Wow, congratulations.. I hope this time is easier than it was with Trinity!!
*hugs* Whee for the universe saying *poke* "You thought YOU were in charge?"
*laughs*
Holy shit! I never in a million years would have guessed that this was it. I'm really happy for you, and everything is crossed that things go well for you. This baby is so lucky...you're a great mom, and I'm glad you might the chance to do it again. Take care!
holy crap, neda!! congratulations. :) i know this isn't what you expected or planned, but it must have happened for a reason. maybe trinity needs a little bro/sis. ;)
hugs to you. i hope everything goes soooo much better this time around.
lol congratulations... I think :) Seriously, I wish you the best. Lots of healthy, happy, safe pregnancy vibes sent your way :)
Dawn @ Coming to a Nursery Near You
I'm so happy for you. I remember your pg and the ups and dwns you had.
I'll be praying for a easy pg this time.
Congratulations! I was wondering if you were pg.
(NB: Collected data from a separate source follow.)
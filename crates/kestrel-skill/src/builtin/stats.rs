// SPDX-FileCopyrightText: 2026 Kestrel Contributors
// SPDX-License-Identifier: MIT OR Apache-2.0

//! Aggregate tools: statistics for a period, period comparison, and trend
//! direction.

use std::sync::Arc;

use async_trait::async_trait;
use kestrel_core::{KestrelError, Period, RecordStore, Statistics, TrendPoint};
use kestrel_router::IntentClassifier;
use serde::Serialize;

use super::{period_from_input, round1};
use crate::tool::{Tool, ToolName, ToolOutput};

fn to_json<T: Serialize>(value: &T) -> Result<String, KestrelError> {
    serde_json::to_string_pretty(value).map_err(|e| KestrelError::Tool {
        message: format!("failed to encode output: {e}"),
        source: Some(Box::new(e)),
    })
}

fn stats_json(period: Period, stats: &Statistics) -> serde_json::Value {
    serde_json::json!({
        "period": period.to_string(),
        "total": stats.total,
        "pass": stats.pass,
        "fail": stats.fail,
        "pass_rate": round1(stats.pass_rate),
    })
}

/// Statistics for one period, defaulting to today.
pub struct GetStatisticsTool {
    records: Arc<dyn RecordStore>,
}

impl GetStatisticsTool {
    pub fn new(records: Arc<dyn RecordStore>) -> Self {
        Self { records }
    }
}

#[async_trait]
impl Tool for GetStatisticsTool {
    fn name(&self) -> ToolName {
        ToolName::GetStatistics
    }

    fn description(&self) -> &str {
        "Get total/pass/fail counts and pass rate. Input: period (today, yesterday, week, month, all)"
    }

    fn parameters_schema(&self) -> serde_json::Value {
        serde_json::json!({
            "type": "string",
            "enum": ["today", "yesterday", "week", "month", "all"],
            "default": "today"
        })
    }

    async fn invoke(&self, input: &str) -> Result<ToolOutput, KestrelError> {
        let period = period_from_input(input, Period::Today);
        let stats = self.records.get_statistics(period).await?;
        Ok(ToolOutput::ok(to_json(&stats_json(period, &stats))?))
    }
}

/// Side-by-side statistics for two periods with their differences.
pub struct CompareTool {
    records: Arc<dyn RecordStore>,
}

impl CompareTool {
    pub fn new(records: Arc<dyn RecordStore>) -> Self {
        Self { records }
    }

    /// The first two periods named in `input`, else today and yesterday.
    pub fn periods(input: &str) -> (Period, Period) {
        match IntentClassifier::periods_in(input).as_slice() {
            [first, second, ..] => (*first, *second),
            _ => (Period::Today, Period::Yesterday),
        }
    }
}

#[async_trait]
impl Tool for CompareTool {
    fn name(&self) -> ToolName {
        ToolName::Compare
    }

    fn description(&self) -> &str {
        "Compare statistics of two periods, e.g. \"today vs yesterday\""
    }

    fn parameters_schema(&self) -> serde_json::Value {
        serde_json::json!({
            "type": "string",
            "description": "two periods to compare; defaults to today vs yesterday"
        })
    }

    async fn invoke(&self, input: &str) -> Result<ToolOutput, KestrelError> {
        let (first, second) = Self::periods(input);
        let a = self.records.get_statistics(first).await?;
        let b = self.records.get_statistics(second).await?;

        let diff = |x: u64, y: u64| x as i64 - y as i64;
        let mut body = serde_json::Map::new();
        body.insert(first.to_string(), stats_json(first, &a));
        body.insert(second.to_string(), stats_json(second, &b));
        body.insert(
            "difference".to_string(),
            serde_json::json!({
                "total": diff(a.total, b.total),
                "pass": diff(a.pass, b.pass),
                "fail": diff(a.fail, b.fail),
                "pass_rate_change": round1(a.pass_rate - b.pass_rate),
            }),
        );
        Ok(ToolOutput::ok(to_json(&body)?))
    }
}

/// Direction of the pass rate between the first and last day of a series.
pub fn trend_direction(points: &[TrendPoint]) -> &'static str {
    match (points.first(), points.last()) {
        (Some(first), Some(last)) if points.len() >= 2 => {
            if last.pass_rate > first.pass_rate {
                "improving"
            } else if last.pass_rate < first.pass_rate {
                "declining"
            } else {
                "stable"
            }
        }
        _ => "insufficient data",
    }
}

/// Daily series plus an improving/declining/stable verdict.
pub struct AnalyzeTrendTool {
    records: Arc<dyn RecordStore>,
}

impl AnalyzeTrendTool {
    pub fn new(records: Arc<dyn RecordStore>) -> Self {
        Self { records }
    }
}

#[async_trait]
impl Tool for AnalyzeTrendTool {
    fn name(&self) -> ToolName {
        ToolName::AnalyzeTrend
    }

    fn description(&self) -> &str {
        "Analyze the daily pass-rate trend. Input: period (week or month)"
    }

    fn parameters_schema(&self) -> serde_json::Value {
        serde_json::json!({
            "type": "string",
            "enum": ["week", "month"],
            "default": "week"
        })
    }

    async fn invoke(&self, input: &str) -> Result<ToolOutput, KestrelError> {
        let period = period_from_input(input, Period::Week);
        let points = self.records.get_trend(period).await?;
        let body = serde_json::json!({
            "period": period.to_string(),
            "days_analyzed": points.len(),
            "trend": trend_direction(&points),
            "daily_stats": points,
        });
        Ok(ToolOutput::ok(to_json(&body)?))
    }
}

#[cfg(test)]
mod tests {
    use super::*;
    use kestrel_test_utils::MockRecordStore;

    fn point(date: &str, pass: u64, total: u64) -> TrendPoint {
        let stats = Statistics::from_counts(total, pass, total - pass);
        TrendPoint {
            date: date.into(),
            total,
            pass,
            fail: total - pass,
            pass_rate: stats.pass_rate,
        }
    }

    fn store() -> Arc<MockRecordStore> {
        Arc::new(
            MockRecordStore::new()
                .with_statistics(Period::Today, Statistics::from_counts(7, 5, 2))
                .with_statistics(Period::Yesterday, Statistics::from_counts(10, 9, 1))
                .with_statistics(Period::Week, Statistics::from_counts(50, 40, 10))
                .with_trend(
                    Period::Week,
                    vec![point("2026-10-14", 9, 10), point("2026-10-16", 5, 7)],
                ),
        )
    }

    #[tokio::test]
    async fn statistics_default_to_today() {
        let output = GetStatisticsTool::new(store()).invoke("").await.unwrap();
        let json: serde_json::Value = serde_json::from_str(&output.content).unwrap();
        assert_eq!(json["period"], "today");
        assert_eq!(json["total"], 7);
        assert_eq!(json["pass_rate"], 71.4);
    }

    #[tokio::test]
    async fn statistics_for_named_period() {
        let output = GetStatisticsTool::new(store()).invoke("week").await.unwrap();
        let json: serde_json::Value = serde_json::from_str(&output.content).unwrap();
        assert_eq!(json["total"], 50);
    }

    #[tokio::test]
    async fn compare_today_and_yesterday() {
        let output = CompareTool::new(store())
            .invoke("today vs yesterday")
            .await
            .unwrap();
        let json: serde_json::Value = serde_json::from_str(&output.content).unwrap();
        assert_eq!(json["today"]["total"], 7);
        assert_eq!(json["yesterday"]["total"], 10);
        assert_eq!(json["difference"]["total"], -3);
        assert_eq!(json["difference"]["fail"], 1);
        assert_eq!(json["difference"]["pass_rate_change"], -18.6);
    }

    #[test]
    fn compare_period_selection() {
        assert_eq!(
            CompareTool::periods("this week against today"),
            (Period::Week, Period::Today)
        );
        assert_eq!(CompareTool::periods("something"), (Period::Today, Period::Yesterday));
        assert_eq!(CompareTool::periods("month"), (Period::Today, Period::Yesterday));
    }

    #[tokio::test]
    async fn trend_reports_direction() {
        let output = AnalyzeTrendTool::new(store()).invoke("week").await.unwrap();
        let json: serde_json::Value = serde_json::from_str(&output.content).unwrap();
        assert_eq!(json["trend"], "declining");
        assert_eq!(json["days_analyzed"], 2);
    }

    #[test]
    fn trend_direction_cases() {
        assert_eq!(trend_direction(&[]), "insufficient data");
        assert_eq!(trend_direction(&[point("d", 1, 2)]), "insufficient data");
        assert_eq!(
            trend_direction(&[point("a", 1, 2), point("b", 2, 2)]),
            "improving"
        );
        assert_eq!(
            trend_direction(&[point("a", 1, 2), point("b", 1, 2)]),
            "stable"
        );
    }

    #[tokio::test]
    async fn empty_trend_is_insufficient() {
        let output = AnalyzeTrendTool::new(store()).invoke("month").await.unwrap();
        assert!(output.content.contains("insufficient data"));
    }
}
I saw your comment on twitter about being shocked. I will pray that this pg will stick and be much easier.
A very "non-hollow" congratulations!
I hope things go better this time around... my 2nd pg was better than my 1st.
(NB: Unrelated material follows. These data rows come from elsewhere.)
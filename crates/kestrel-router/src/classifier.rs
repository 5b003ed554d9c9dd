// SPDX-FileCopyrightText: 2026 Kestrel Contributors
// SPDX-License-Identifier: MIT OR Apache-2.0

//! Heuristic intent classification and entity extraction.
//!
//! Maps query text to an [`Intent`] using bilingual (Thai and English)
//! keyword tables. No model call, no network, no latency. Unmatched input
//! degrades to [`Intent::Summary`].

use std::collections::BTreeSet;
use std::sync::LazyLock;

use kestrel_core::{Entities, Intent, IntentResult, Period, Slot};
use regex::Regex;
use strum::IntoEnumIterator;
use tracing::debug;

const TROUBLESHOOT_KEYWORDS: &[&str] = &[
    "ทำไม", "why", "สาเหตุ", "cause", "causes", "ปัญหา", "problem", "problems",
    "เกิดอะไร", "what happened", "แก้ไข", "fix", "wrong",
];

const ANALYZE_KEYWORDS: &[&str] = &[
    "วิเคราะห์", "analyze", "analyse", "analysis", "แนวโน้ม", "trend", "trends",
    "เปรียบเทียบ", "compare", "comparison", "ประเมิน", "evaluate", "สถานการณ์",
    "situation",
];

const SUMMARY_KEYWORDS: &[&str] = &["สรุป", "summary", "summarize", "overview", "ภาพรวม", "วันนี้"];

const LATEST_KEYWORDS: &[&str] = &["ล่าสุด", "latest", "recent", "เมื่อกี้", "just now", "อันล่าสุด"];

const DETAIL_KEYWORDS: &[&str] = &["รายละเอียด", "detail", "details", "แสดง", "show", "list", "ทั้งหมด", "all"];

const COUNT_KEYWORDS: &[&str] = &["กี่", "how many", "จำนวน", "count"];

/// Words that mark a request to compare two things.
const COMPARISON_CUES: &[&str] = &[
    "compare", "compared", "comparison", "vs", "versus", "than", "difference", "เทียบ",
];

static COUNT_PATTERNS: LazyLock<Vec<Regex>> = LazyLock::new(|| {
    ["มี.*ครั้ง", "มี.*รายการ"]
        .iter()
        .filter_map(|p| Regex::new(p).ok())
        .collect()
});

static STATION_PATTERN: LazyLock<Option<Regex>> = LazyLock::new(|| {
    Regex::new(r"(?i)\b(?:(sta_\d+)|station\s+([a-z0-9_]+))").ok()
});

const PERIOD_WORDS: &[(&str, Period)] = &[
    ("today", Period::Today),
    ("วันนี้", Period::Today),
    ("yesterday", Period::Yesterday),
    ("เมื่อวาน", Period::Yesterday),
    ("week", Period::Week),
    ("สัปดาห์", Period::Week),
    ("month", Period::Month),
    ("เดือน", Period::Month),
];

/// Returns true when `keyword` occurs in `lower`.
///
/// ASCII keywords must sit on word boundaries; Thai keywords are matched
/// as substrings because Thai text is written without spaces.
pub fn keyword_matches(lower: &str, keyword: &str) -> bool {
    keyword_position(lower, keyword).is_some()
}

/// Byte offset of the first valid occurrence of `keyword` in `lower`.
fn keyword_position(lower: &str, keyword: &str) -> Option<usize> {
    if !keyword.is_ascii() {
        return lower.find(keyword);
    }
    lower
        .match_indices(keyword)
        .find(|(start, matched)| {
            let before = lower[..*start].chars().next_back();
            let after = lower[start + matched.len()..].chars().next();
            !before.is_some_and(char::is_alphanumeric) && !after.is_some_and(char::is_alphanumeric)
        })
        .map(|(start, _)| start)
}

fn keywords_for(intent: Intent) -> &'static [&'static str] {
    match intent {
        Intent::Troubleshoot => TROUBLESHOOT_KEYWORDS,
        Intent::Analyze => ANALYZE_KEYWORDS,
        Intent::Summary => SUMMARY_KEYWORDS,
        Intent::Latest => LATEST_KEYWORDS,
        Intent::Detail => DETAIL_KEYWORDS,
        Intent::Count => COUNT_KEYWORDS,
    }
}

/// Keyword-table intent classifier with entity extraction.
pub struct IntentClassifier {
    known_devices: Vec<String>,
}

impl IntentClassifier {
    /// Create a classifier recognizing the given device identifiers.
    pub fn new(known_devices: Vec<String>) -> Self {
        Self { known_devices }
    }

    /// Classify `text` into an intent, complexity, and entity slots.
    ///
    /// Intents are tried in priority order (troubleshoot first, count last),
    /// so when several keyword sets match, the more complex intent wins.
    pub fn classify(&self, text: &str) -> IntentResult {
        let lower = text.to_lowercase();

        let intent = Intent::iter()
            .find(|intent| Self::intent_matches(*intent, &lower))
            .unwrap_or(Intent::Summary);

        let periods = Self::mentioned_periods(&lower);
        let devices = self.mentioned_devices(&lower);
        let comparison = periods.len() >= 2
            || devices.len() >= 2
            || COMPARISON_CUES.iter().any(|c| keyword_matches(&lower, c));

        let mut entities = Entities::new();
        if let Some(device) = devices.first() {
            entities.insert(Slot::Device, device.clone());
        }
        if let Some(station) = Self::extract_station(text) {
            entities.insert(Slot::Station, station);
        }
        if let Some(period) = periods.first() {
            entities.insert(Slot::TimePeriod, period.to_string());
        }
        if let Some(result) = Self::extract_result(&lower) {
            entities.insert(Slot::Result, result.to_string());
        }

        debug!(
            intent = %intent,
            comparison,
            entities = entities.len(),
            "query classified"
        );

        IntentResult::new(intent, entities, comparison)
    }

    /// Classify an enriched follow-up.
    ///
    /// Intent and entities come from `effective`, which carries the
    /// remembered slots. Comparison cues are counted in `original` only, so
    /// a remembered period is never mistaken for a second one the user named.
    pub fn classify_enriched(&self, effective: &str, original: &str) -> IntentResult {
        let mut result = self.classify(effective);
        if effective != original {
            result.comparison = self.classify(original).comparison;
        }
        result
    }

    /// Distinct time periods named in `text`, in order of first mention.
    pub fn periods_in(text: &str) -> Vec<Period> {
        Self::mentioned_periods(&text.to_lowercase())
    }

    fn intent_matches(intent: Intent, lower: &str) -> bool {
        keywords_for(intent)
            .iter()
            .any(|kw| keyword_matches(lower, kw))
            || (intent == Intent::Count && COUNT_PATTERNS.iter().any(|re| re.is_match(lower)))
    }

    /// Distinct periods in order of first mention.
    fn mentioned_periods(lower: &str) -> Vec<Period> {
        let mut hits: Vec<(usize, Period)> = PERIOD_WORDS
            .iter()
            .filter_map(|(word, period)| keyword_position(lower, word).map(|pos| (pos, *period)))
            .collect();
        hits.sort_by_key(|(pos, _)| *pos);

        let mut seen = BTreeSet::new();
        hits.into_iter()
            .filter_map(|(_, p)| seen.insert(p).then_some(p))
            .collect()
    }

    /// Known devices in order of first mention. Underscores may be written as spaces.
    fn mentioned_devices(&self, lower: &str) -> Vec<String> {
        let mut hits: Vec<(usize, &String)> = self
            .known_devices
            .iter()
            .filter_map(|device| {
                let canonical = device.to_lowercase();
                let spaced = canonical.replace('_', " ");
                lower
                    .find(&canonical)
                    .or_else(|| lower.find(&spaced))
                    .map(|pos| (pos, device))
            })
            .collect();
        hits.sort_by_key(|(pos, _)| *pos);
        hits.into_iter().map(|(_, d)| d.clone()).collect()
    }

    fn extract_station(text: &str) -> Option<String> {
        let re = STATION_PATTERN.as_ref()?;
        let caps = re.captures(text)?;
        caps.get(1)
            .map(|m| m.as_str().to_uppercase())
            .or_else(|| caps.get(2).map(|m| m.as_str().to_string()))
    }

    fn extract_result(lower: &str) -> Option<&'static str> {
        if lower.contains("ไม่ผ่าน") {
            return Some("fail");
        }
        let mut tokens = lower.split(|c: char| !c.is_alphanumeric());
        let english = tokens.find_map(|t| {
            if t.starts_with("fail") || t == "ng" {
                Some("fail")
            } else if t.starts_with("pass") || t == "ok" {
                Some("pass")
            } else {
                None
            }
        });
        english.or_else(|| lower.contains("ผ่าน").then_some("pass"))
    }
}

impl Default for IntentClassifier {
    fn default() -> Self {
        Self::new(
            ["Basler_GigE", "Watashi_cam", "Camera_03"]
                .iter()
                .map(|s| s.to_string())
                .collect(),
        )
    }
}

#[cfg(test)]
mod tests {
    use super::*;
    use kestrel_core::Complexity;

    fn classify(text: &str) -> IntentResult {
        IntentClassifier::default().classify(text)
    }

    #[test]
    fn how_many_today_is_simple_count() {
        let result = classify("how many inspections today");
        assert_eq!(result.intent, Intent::Count);
        assert_eq!(result.complexity, Complexity::Simple);
        assert!(!result.requires_reasoning);
        assert_eq!(result.entity(Slot::TimePeriod), Some("today"));
    }

    #[test]
    fn thai_count_patterns() {
        assert_eq!(classify("วันนี้ตรวจกี่ครั้ง").intent, Intent::Summary);
        assert_eq!(classify("มีการตรวจ 3 ครั้ง").intent, Intent::Count);
        assert_eq!(classify("จำนวนงาน").intent, Intent::Count);
    }

    #[test]
    fn troubleshoot_beats_everything() {
        let result = classify("why did Camera_03 fail, show me the latest details");
        assert_eq!(result.intent, Intent::Troubleshoot);
        assert_eq!(result.complexity, Complexity::Complex);
        assert_eq!(result.entity(Slot::Device), Some("Camera_03"));
        assert_eq!(result.entity(Slot::Result), Some("fail"));
    }

    #[test]
    fn analyze_beats_summary() {
        assert_eq!(classify("summary and trend analysis").intent, Intent::Analyze);
    }

    #[test]
    fn latest_beats_detail_and_count() {
        assert_eq!(classify("show the latest count").intent, Intent::Latest);
    }

    #[test]
    fn unmatched_defaults_to_summary() {
        let result = classify("hello there");
        assert_eq!(result.intent, Intent::Summary);
        assert_eq!(result.complexity, Complexity::Medium);
        assert!(result.entities.is_empty());
    }

    #[test]
    fn ascii_keywords_need_word_boundaries() {
        assert!(!keyword_matches("install the prefix", "all"));
        assert!(!keyword_matches("install the prefix", "fix"));
        assert!(keyword_matches("show all", "all"));
        assert!(keyword_matches("what happened here?", "what happened"));
    }

    #[test]
    fn device_with_spaces_is_recognized() {
        let result = classify("latest from basler gige");
        assert_eq!(result.entity(Slot::Device), Some("Basler_GigE"));
    }

    #[test]
    fn station_extraction() {
        assert_eq!(
            classify("list failures at sta_581").entity(Slot::Station),
            Some("STA_581")
        );
        assert_eq!(
            classify("details for station 7").entity(Slot::Station),
            Some("7")
        );
    }

    #[test]
    fn two_periods_flag_comparison() {
        let result = classify("analyze today and yesterday");
        assert!(result.comparison);
        assert_eq!(result.entity(Slot::TimePeriod), Some("today"));
    }

    #[test]
    fn periods_in_keeps_mention_order() {
        assert_eq!(
            IntentClassifier::periods_in("Yesterday vs TODAY, and yesterday again"),
            vec![Period::Yesterday, Period::Today]
        );
        assert!(IntentClassifier::periods_in("no time words").is_empty());
    }

    #[test]
    fn two_devices_flag_comparison() {
        assert!(classify("analyze Camera_03 and Basler_GigE").comparison);
    }

    #[test]
    fn single_entity_analysis_has_no_comparison() {
        assert!(!classify("analyze the trend this week").comparison);
    }

    #[test]
    fn context_suffix_does_not_count_as_a_second_period() {
        let classifier = IntentClassifier::default();
        let original = "why did it fail yesterday";
        let effective = format!("{original}\n\n[Context: time period: today]");

        assert!(classifier.classify(&effective).comparison);
        let result = classifier.classify_enriched(&effective, original);
        assert!(!result.comparison);
        assert_eq!(result.intent, Intent::Troubleshoot);
        assert_eq!(result.entity(Slot::TimePeriod), Some("yesterday"));
    }

    #[test]
    fn enriched_comparison_keeps_the_users_own_cues() {
        let classifier = IntentClassifier::default();
        let original = "compare it with yesterday";
        let effective = format!("{original}\n\n[Context: device: Camera_03]");
        assert!(classifier.classify_enriched(&effective, original).comparison);
    }

    #[test]
    fn comparison_word_flags_comparison() {
        assert!(classify("compare pass rates").comparison);
        assert!(classify("เปรียบเทียบผล").comparison);
    }

    #[test]
    fn result_slot_detection() {
        assert_eq!(classify("list passed items").entity(Slot::Result), Some("pass"));
        assert_eq!(classify("แสดงที่ไม่ผ่าน").entity(Slot::Result), Some("fail"));
        assert_eq!(classify("แสดงที่ผ่าน").entity(Slot::Result), Some("pass"));
        assert_eq!(classify("show everything").entity(Slot::Result), None);
    }

    #[test]
    fn enriched_context_block_feeds_entities() {
        let result = classify("what about it\n\n[Context: device: Watashi_cam, time period: week]");
        assert_eq!(result.entity(Slot::Device), Some("Watashi_cam"));
        assert_eq!(result.entity(Slot::TimePeriod), Some("week"));
    }
}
Wishing the best for all of you!!!
CONGRATULATIONS!!! :)
Wow Neda! Amazing news! I hope that this pregnancy is easier on you.:o)
Melissa
Neda,
Congrats! I will be praying that this pregnancy will be much, much easier than the first one
oh oh oh oh oh!! Amazing news Neda! Been wondering what you've been up to and now I know... uh... I mean now I understand LOL!
All the million best wishes and sticky vibes to you! Good luck good luck and big hugs. I do hope it isn't quite as bad for you this time.
Wow - Trinity is going to be one VERY happy girl if everything goes to plan. ;)
WOW! I'm a lurker, but I HAD to post on this one!!!! I hope you are well, and that this journey is better than your last was. I have a friend whose first went like yours, and while the second wasn't exactly a piece of cake, it wasn't anywhere near as bad as the first, either.